Mapping a universal comment table using Hibernate 3.0

| | Comments (8) | TrackBacks (0)

I have used Hibernate on several projects that required the users be able to enter rich text comments for many of the major domain objects. In each case there needed to be a one-to-many relationship between each entity and comments, so that different users could comment on an entity over time. To store these in the database, my DBA's have requested a universal COMMENT table that would hold comments for any entity in a CLOB column. Among other benefits, this allows for easy searching over the entire set of comments.

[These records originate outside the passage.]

//! Property namespace the analysis plugin writes onto inspected artifacts.

use pvt_gateways::Properties;

pub const INSPECTION_STATUS: &str = "blackduck.inspectionStatus";
pub const EXTERNAL_ID: &str = "blackduck.externalId";
pub const COMPONENT_VERSION_URL: &str = "blackduck.componentVersionUrl";
pub const POLICY_STATUS: &str = "blackduck.policyStatus";
pub const HIGH_VULNERABILITIES: &str = "blackduck.highVulnerabilities";
pub const MEDIUM_VULNERABILITIES: &str = "blackduck.mediumVulnerabilities";
pub const LOW_VULNERABILITIES: &str = "blackduck.lowVulnerabilities";

/// Values of `blackduck.inspectionStatus`.
pub const STATUS_PENDING: &str = "PENDING";
pub const STATUS_SUCCESS: &str = "SUCCESS";
pub const STATUS_FAILURE: &str = "FAILURE";

/// Parse a severity count, treating absent or malformed values as zero.
pub fn count(properties: &Properties, key: &str) -> u32 {
    properties
        .get(key)
        .and_then(|value| value.trim().parse().ok())
        .unwrap_or(0)
}
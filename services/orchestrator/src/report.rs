//! Verdict reporting: a table on stdout and an optional JSON file.

use std::path::Path;

use anyhow::{Context, Result};
use chrono::{DateTime, Utc};
use colored::Colorize;
use serde::Serialize;
use tabled::{Table, Tabled};
use uuid::Uuid;

use crate::installer::Installed;
use crate::orchestrator::{RunState, RunVerdict};
use crate::provisioner::StopOutcome;
use crate::verification::{Observation, TargetOutcome, VerificationResult};

/// One table row per verification target.
#[derive(Debug, Clone, Serialize, Tabled)]
pub struct TargetRow {
    #[tabled(rename = "Artifact")]
    pub artifact: String,

    #[tabled(rename = "Result")]
    pub result: String,

    #[tabled(rename = "Polls")]
    pub polls: u32,

    #[tabled(rename = "Details")]
    pub details: String,
}

fn describe(outcome: &TargetOutcome) -> String {
    let observed = outcome.observation.as_ref();
    match &outcome.result {
        VerificationResult::Mismatched(details) => details.clone(),
        VerificationResult::TimedOut | VerificationResult::Pending => match observed {
            Some(o) => format!("last seen: scan {:?}, {} component(s)", o.scan_state, o.components.len()),
            None => "no successful poll".to_string(),
        },
        VerificationResult::Matched => match observed {
            Some(o) => summarize(o),
            None => String::new(),
        },
    }
}

fn summarize(observed: &Observation) -> String {
    let mut parts = vec![format!("vulnerabilities: {}", observed.counts)];
    if let Some(policy) = &observed.policy_status {
        parts.push(format!("policy: {policy}"));
    }
    parts.join(", ")
}

pub fn target_rows(verdict: &RunVerdict) -> Vec<TargetRow> {
    verdict
        .results
        .iter()
        .map(|(artifact, outcome)| TargetRow {
            artifact: artifact.to_string(),
            result: outcome.result.to_string(),
            polls: outcome.polls,
            details: describe(outcome),
        })
        .collect()
}

/// Print the verdict for humans.
pub fn print_verdict(verdict: &RunVerdict) {
    let heading = format!("Run {} ({})", verdict.run_id, verdict.scenario);
    if verdict.passed() {
        println!("{} {}", "PASSED".green().bold(), heading);
    } else {
        println!("{} {}", "FAILED".red().bold(), heading);
    }

    if let Some(failure) = &verdict.failure {
        println!(
            "{} {} ({})",
            "Stage failure:".red().bold(),
            failure,
            failure.cause.reason_code()
        );
    }

    let rows = target_rows(verdict);
    if rows.is_empty() {
        println!("{}", "No targets verified.".dimmed());
    } else {
        println!("{}", Table::new(&rows));
    }

    if verdict.teardown.is_failure() {
        println!(
            "{} {:?}",
            "Teardown:".yellow().bold(),
            verdict.teardown
        );
    }
}

#[derive(Debug, Serialize)]
pub struct FailureReport {
    pub stage: RunState,
    pub reason: &'static str,
    pub message: String,
}

#[derive(Debug, Serialize)]
pub struct TargetReport {
    pub repository: String,
    pub path: String,
    #[serde(flatten)]
    pub outcome: TargetOutcome,
}

/// Machine-readable verdict.
#[derive(Debug, Serialize)]
pub struct VerdictReport {
    pub run_id: Uuid,
    pub scenario: String,
    pub state: RunState,
    pub exit_code: i32,
    pub failure: Option<FailureReport>,
    pub targets: Vec<TargetReport>,
    pub plugin: Option<Installed>,
    pub teardown: StopOutcome,
    pub transitions: Vec<RunState>,
    pub started_at: DateTime<Utc>,
    pub finished_at: DateTime<Utc>,
}

impl From<&RunVerdict> for VerdictReport {
    fn from(verdict: &RunVerdict) -> Self {
        Self {
            run_id: verdict.run_id,
            scenario: verdict.scenario.clone(),
            state: verdict.state,
            exit_code: verdict.exit_code(),
            failure: verdict.failure.as_ref().map(|f| FailureReport {
                stage: f.stage,
                reason: f.cause.reason_code(),
                message: f.cause.to_string(),
            }),
            targets: verdict
                .results
                .iter()
                .map(|(artifact, outcome)| TargetReport {
                    repository: artifact.repository.clone(),
                    path: artifact.path.clone(),
                    outcome: outcome.clone(),
                })
                .collect(),
            plugin: verdict.plugin.clone(),
            teardown: verdict.teardown.clone(),
            transitions: verdict.transitions.clone(),
            started_at: verdict.started_at,
            finished_at: verdict.finished_at,
        }
    }
}

/// Write the verdict as pretty JSON.
pub fn write_json(verdict: &RunVerdict, path: &Path) -> Result<()> {
    let report = VerdictReport::from(verdict);
    let json = serde_json::to_string_pretty(&report).context("failed to serialize verdict")?;
    std::fs::write(path, json)
        .with_context(|| format!("failed to write report {}", path.display()))?;
    Ok(())
}

#[cfg(test)]
mod tests {
    use super::*;
    use std::collections::BTreeMap;

    use pvt_gateways::ArtifactRef;

    use crate::error::RunError;
    use crate::orchestrator::StageFailure;
    use crate::verification::{ScanState, SeverityCounts};

    fn verdict() -> RunVerdict {
        let mut results = BTreeMap::new();
        results.insert(
            ArtifactRef::new("test-repo", "demo/demo-lib/1.0/demo-lib-1.0.jar"),
            TargetOutcome {
                result: VerificationResult::Matched,
                observation: Some(Observation {
                    scan_state: ScanState::Complete,
                    counts: SeverityCounts::default(),
                    policy_status: Some("NOT_IN_VIOLATION".into()),
                    ..Observation::default()
                }),
                polls: 2,
            },
        );
        results.insert(
            ArtifactRef::new("test-repo", "other.jar"),
            TargetOutcome {
                result: VerificationResult::TimedOut,
                observation: None,
                polls: 60,
            },
        );

        RunVerdict {
            run_id: Uuid::now_v7(),
            scenario: "default".into(),
            state: RunState::Failed,
            failure: None,
            results,
            plugin: None,
            teardown: StopOutcome::Stopped,
            transitions: vec![RunState::Init, RunState::Failed],
            started_at: Utc::now(),
            finished_at: Utc::now(),
        }
    }

    #[test]
    fn test_target_rows() {
        let rows = target_rows(&verdict());
        assert_eq!(rows.len(), 2);
        assert_eq!(rows[0].artifact, "test-repo/demo/demo-lib/1.0/demo-lib-1.0.jar");
        assert_eq!(rows[0].result, "matched");
        assert_eq!(
            rows[0].details,
            "vulnerabilities: 0 high, 0 medium, 0 low, policy: NOT_IN_VIOLATION"
        );
        assert_eq!(rows[1].result, "timed out");
        assert_eq!(rows[1].details, "no successful poll");
    }

    #[test]
    fn test_write_json() {
        let mut verdict = verdict();
        verdict.failure = Some(StageFailure {
            stage: RunState::Verifying,
            cause: RunError::Cancelled,
        });

        let dir = tempfile::tempdir().unwrap();
        let path = dir.path().join("verdict.json");
        write_json(&verdict, &path).unwrap();

        let json: serde_json::Value =
            serde_json::from_str(&std::fs::read_to_string(&path).unwrap()).unwrap();
        assert_eq!(json["state"], "failed");
        assert_eq!(json["exit_code"], 6);
        assert_eq!(json["failure"]["stage"], "verifying");
        assert_eq!(json["failure"]["reason"], "cancelled");
        assert_eq!(json["targets"][0]["repository"], "test-repo");
        assert_eq!(json["targets"][0]["result"]["status"], "matched");
        assert_eq!(json["targets"][1]["result"]["status"], "timed_out");
        assert_eq!(json["teardown"]["outcome"], "stopped");
    }
}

Here is the (Oracle) DDL for a situation like this, where two domain objects, Person and Vehicle, stored in the PERSON and VEHICLE tables, store their comments in the COMMENTS table:

CREATE TABLE COMMENTS
( COMMENT_ID   NUMERIC(12) NOT NULL
, CREATED_ON   DATE        NOT NULL
, CREATED_BY   VARCHAR(50) NOT NULL
, COMMENT_TYPE CHAR(1)     NOT NULL
, PERSON_ID    NUMERIC(12)
, VEHICLE_ID   NUMERIC(12)
, COMMENT_TEXT CLOB        NOT NULL
, PRIMARY KEY (COMMENT_ID)
, FOREIGN KEY (PERSON_ID)  REFERENCES PERSON(PERSON_ID)
, FOREIGN KEY (VEHICLE_ID) REFERENCES VEHICLE(VEHICLE_ID)
, CHECK (COMMENT TYPE IN ('P', 'V'))
, CHECK ((PERSON_ID IS NULL AND VEHICLE_ID IS NOT NULL) OR (PERSON_ID IS NOT NULL AND VEHICLE_ID IS NULL))
);

Note that this table has a single synthetic primary key, which is generated sequentially as records are inserted. Also, I chose to have separate columns for the PERSON and VEHICLE keys so that I can enforce integrity with a foreign key constraint. The check constraint ensures that exactly one of these is not null. The COMMENT_TYPE column will be 'P' if the comment is about a Person and 'V' if the comment is about a Vehicle. Of course, the COMMENT_TYPE can be inferred from the data in the PERSON_ID and VEHICLE_ID columns, but it will come in handy, as we will see later.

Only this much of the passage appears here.